Background: AI models like ChatGPT-4o and DeepSeek-3 show diagnostic promise, but their reliability in complex, image-based oral lesions remains unclear. This study aimed to evaluate and compare the diagnostic accuracy of ChatGPT-4o and DeepSeek-3 despite their differing modalities against oral medicine (OM) experts across varied lesion types and case difficulty levels.

Methods: Eighty standardized clinical vignettes derived from real-world oral disease cases, including clinical images/radiographs, were evaluated. Differential diagnoses were generated by ChatGPT-4o, DeepSeek-3, and four board-certified OM specialists, with accuracy assessed at Top-1, Top-3, and Top-5 levels.

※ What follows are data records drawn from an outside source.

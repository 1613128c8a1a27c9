use crate::domain::ids::GroupId;
use serde::{Deserialize, Serialize};

#[derive(Debug, Clone, PartialEq, Eq, Serialize, Deserialize)]
#[serde(from = "String", into = "String")]
pub enum GroupKind {
    Manual,
    Rule,
    Other(String),
}

impl GroupKind {
    pub fn parse(raw: &str) -> Self {
        let trimmed = raw.trim();
        match trimmed.to_ascii_lowercase().as_str() {
            "" | "manual" => GroupKind::Manual,
            "rule" => GroupKind::Rule,
            _ => GroupKind::Other(trimmed.to_string()),
        }
    }

    pub fn as_str(&self) -> &str {
        match self {
            GroupKind::Manual => "manual",
            GroupKind::Rule => "rule",
            GroupKind::Other(label) => label,
        }
    }
}

impl Default for GroupKind {
    fn default() -> Self {
        GroupKind::Manual
    }
}

impl From<String> for GroupKind {
    fn from(value: String) -> Self {
        GroupKind::parse(&value)
    }
}

impl From<GroupKind> for String {
    fn from(value: GroupKind) -> Self {
        value.as_str().to_string()
    }
}

/// Named buyer collection. Membership lives in the buyer_groups join;
/// `criteria` is an opaque structured definition carried for rule groups.
#[derive(Debug, Clone, PartialEq, Eq, Serialize, Deserialize)]
pub struct Group {
    pub id: GroupId,
    pub name: String,
    pub description: Option<String>,
    pub kind: GroupKind,
    pub criteria: Option<String>,
    pub created_at: i64,
    pub updated_at: i64,
}
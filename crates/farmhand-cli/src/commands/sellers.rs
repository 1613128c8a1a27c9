use crate::commands::{print_json, Context};
use crate::util::now_utc;
use anyhow::Result;
use clap::Args;
use farmhand_core::dto::SellerListItemDto;
use farmhand_store::repo::SellerNew;

#[derive(Debug, Args)]
pub struct AddSellerArgs {
    #[arg(long)]
    pub name: String,
    #[arg(long)]
    pub email: Option<String>,
    #[arg(long)]
    pub phone: Option<String>,
    #[arg(long, default_value_t = 0)]
    pub score: i64,
    #[arg(long)]
    pub property_address: Option<String>,
    #[arg(long)]
    pub asking_price: Option<i64>,
    #[arg(long)]
    pub timeline: Option<String>,
    #[arg(long)]
    pub status: Option<String>,
    #[arg(long, value_name = "TAG")]
    pub tag: Vec<String>,
}

#[derive(Debug, Args)]
pub struct SellersArgs {}

pub fn add_seller(ctx: &Context<'_>, args: AddSellerArgs) -> Result<()> {
    let seller = ctx.store.sellers().create(
        now_utc(),
        SellerNew {
            name: args.name.trim().to_string(),
            email: args.email,
            phone: args.phone,
            score: args.score,
            property_address: args.property_address,
            asking_price: args.asking_price,
            timeline: args.timeline,
            status: args.status,
            tags: args.tag,
        },
    )?;

    if ctx.json {
        print_json(&seller)?;
    } else {
        println!("created seller {} {}", seller.id, seller.name);
    }
    Ok(())
}

pub fn list_sellers(ctx: &Context<'_>, _args: SellersArgs) -> Result<()> {
    let sellers = ctx.store.sellers().list_all()?;
    let items: Vec<SellerListItemDto> = sellers
        .iter()
        .map(|seller| SellerListItemDto {
            id: seller.id,
            name: seller.name.clone(),
            email: seller.email.clone(),
            property_address: seller.property_address.clone(),
            asking_price: seller.asking_price,
            timeline: seller.timeline.clone(),
            status: seller.status.clone(),
        })
        .collect();

    if ctx.json {
        print_json(&items)?;
        return Ok(());
    }

    if items.is_empty() {
        println!("no sellers");
        return Ok(());
    }

    for item in items {
        let price = item
            .asking_price
            .map(|value| format!("  ${}", value))
            .unwrap_or_default();
        let status = item
            .status
            .map(|value| format!("  [{}]", value))
            .unwrap_or_default();
        let property = item
            .property_address
            .map(|value| format!("  {}", value))
            .unwrap_or_default();
        println!("{}  {}{}{}{}", item.id, item.name, property, price, status);
    }
    Ok(())
}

Results: OM specialists consistently achieved the highest diagnostic accuracy. However, DeepSeek-3 significantly outperformed ChatGPT-4o at the Top-3 level (p = 0.0153) and showed greater robustness in high-difficulty and inflammatory cases despite its text-only modality. Multimodal imaging enhanced diagnostic accuracy. Regression analysis indicated lesion type and imaging modality as positive predictors, while diagnostic difficulty negatively impacted Top-1 performance.

Conclusions: Remarkably, the text-only DeepSeek-3 model exceeded the diagnostic performance of the multimodal ChatGPT-4o model for complex oral lesions, highlighting its structured reasoning capabilities and reduced hallucination rate. These findings underscore the potential of non-vision LLMs in diagnostic support, emphasizing the critical need for expert oversight in complex scenarios.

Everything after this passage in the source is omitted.